The Medical College of Wisconsin (MCW) has received a four year, $1.5 million grant from the National Institute of Health’s National Heart, Lung and Blood Institute to study graft versus host disease (GVHD), the major complication associated with bone marrow transplants.
William Drobyski, MD, professor of medicine (hematology and oncology), and microbiology and molecular genetics at MCW, and a practicing oncologist at Froedtert Hospital, is the primary investigator of the grant. Calvin Williams, MD, PhD, professor of pediatrics (rheumatology) at MCW and a practicing rheumatologist at Children’s Hospital of Wisconsin, is co-investigator. Dr. Williams is also an investigator at Children’s Hospital of Wisconsin Research Institute.
GVHD is the major cause of morbidity and mortality in patients who undergo allogeneic stem cell transplantation. The progression of inflammatory events that results in widespread tissue damage develops from an imbalance in the immune system. In particular, the sustained and progressive decrease in an immune cell population termed regulatory T cells is a hallmark of the disease and can lead to cataclysmic health effects.

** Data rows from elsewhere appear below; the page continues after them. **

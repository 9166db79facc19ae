use thiserror::Error;

/// Errors that can occur when loading or tracking VAST ads
#[derive(Error, Debug)]
pub enum TrackingError {
    #[error("Configuration error: {0}")]
    Configuration(String),

    #[error("Failed to parse XML: {0}")]
    XmlParseError(#[from] quick_xml::Error),

    #[error("Failed to read file: {0}")]
    IoError(#[from] std::io::Error),

    #[error("Missing required field: {0}")]
    MissingField(String),

    #[error("URL error: {0}")]
    UrlError(#[from] url::ParseError),

    #[error("Transport error: {0}")]
    TransportError(String),

    #[error("Unknown error: {0}")]
    Other(String),
}

impl TrackingError {
    /// Configuration errors signal caller misuse and must stay distinguishable
    /// from the transport and parse failures the loader recovers from.
    pub fn is_configuration(&self) -> bool {
        matches!(self, TrackingError::Configuration(_))
    }
}

pub type Result<T> = std::result::Result<T, TrackingError>;
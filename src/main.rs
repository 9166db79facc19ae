use clap::{Parser, Subcommand};
use std::path::Path;
use std::sync::Arc;
use std::time::Duration;

use vast_tracker::beacon::BeaconDispatcher;
use vast_tracker::fetch::{HttpVastFetcher, UrlHandler, UrlHandlerOptions};
use vast_tracker::loader::{
    AdLoader, AdSource, CompanionOptions, LoaderOptions, LogNavigator, SelectAll, XmlInput,
};
use vast_tracker::sink::ConsoleSink;
use vast_tracker::tracker::LifecycleEvent;

/// VAST ad tracking and beacon delivery
#[derive(Parser)]
#[command(version, about, long_about = None)]
struct Cli {
    #[command(subcommand)]
    command: Commands,
}

#[derive(Subcommand)]
enum Commands {
    /// Load a VAST source and print the tracked ads
    Load {
        /// VAST URL or local file path
        #[arg(short, long)]
        input: String,

        /// Maximum companion variation width
        #[arg(long, default_value_t = 300)]
        max_width: u32,

        /// Maximum companion variation height
        #[arg(long, default_value_t = 250)]
        max_height: u32,
    },

    /// Load a VAST source and replay a synthetic playback through the tracker
    Simulate {
        /// VAST URL or local file path
        #[arg(short, long)]
        input: String,

        /// Playback duration in seconds
        #[arg(long, default_value_t = 30.0)]
        duration: f64,

        /// Progress step in seconds
        #[arg(long, default_value_t = 1.0)]
        step: f64,
    },
}

#[tokio::main]
async fn main() -> Result<(), Box<dyn std::error::Error>> {
    env_logger::init();
    let cli = Cli::parse();

    match &cli.command {
        Commands::Load {
            input,
            max_width,
            max_height,
        } => {
            let loader = build_loader(*max_width, *max_height);
            let ads = loader.load(&source_for(input)?).await?;

            println!("loaded {} tracked ad(s)", ads.len());
            for (index, ad) in ads.iter().enumerate() {
                println!(
                    "  ad {}: id={} creative={} companion={}",
                    index,
                    ad.linear.ad_id().unwrap_or("-"),
                    ad.linear.creative_id().unwrap_or("-"),
                    ad.companion.is_some(),
                );
            }
        }
        Commands::Simulate {
            input,
            duration,
            step,
        } => {
            let loader = build_loader(300, 250);
            let mut ads = loader.load(&source_for(input)?).await?;

            for ad in &mut ads {
                ad.linear.record_lifecycle_event(LifecycleEvent::CreativeView);
                let mut position = 0.0;
                while position < *duration {
                    ad.linear.register_progress(position, Some(*duration));
                    position += *step;
                }
                ad.linear.register_progress(*duration, Some(*duration));
            }

            // Leave the spawned beacon deliveries a moment to finish
            tokio::time::sleep(Duration::from_millis(500)).await;
        }
    }

    Ok(())
}

fn build_loader(max_width: u32, max_height: u32) -> AdLoader {
    let handler = UrlHandler::new(UrlHandlerOptions::default());
    AdLoader::new(
        Arc::new(HttpVastFetcher::new(handler)),
        Arc::new(SelectAll),
        Arc::new(BeaconDispatcher::new()),
        Arc::new(ConsoleSink),
        Arc::new(LogNavigator),
        LoaderOptions {
            companion: CompanionOptions {
                max_width,
                max_height,
            },
            ..LoaderOptions::default()
        },
    )
}

/// Local files hold inline XML; anything else is treated as a URL
fn source_for(input: &str) -> std::io::Result<AdSource> {
    if Path::new(input).exists() {
        let xml = std::fs::read_to_string(input)?;
        Ok(AdSource::from_xml(XmlInput::Raw(xml)))
    } else {
        Ok(AdSource::from_urls(vec![input.to_string()]))
    }
}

In this study, Dr. Drobyski will define the role of specific regulatory T cell populations in GVHD, in order to develop strategies that will help patients better tolerate transplantation.
The overall goal of this proposal is to define the role of specific regulatory T cell populations in the pathophysiology of GVHD, and find ways to use those T cells, more effectively to prevent complications. Ultimately, researchers hope to translate the findings from this study into new approaches that will improve transplant outcomes and overall survival in patients by decreasing the frequency and severity of graft versus host disease.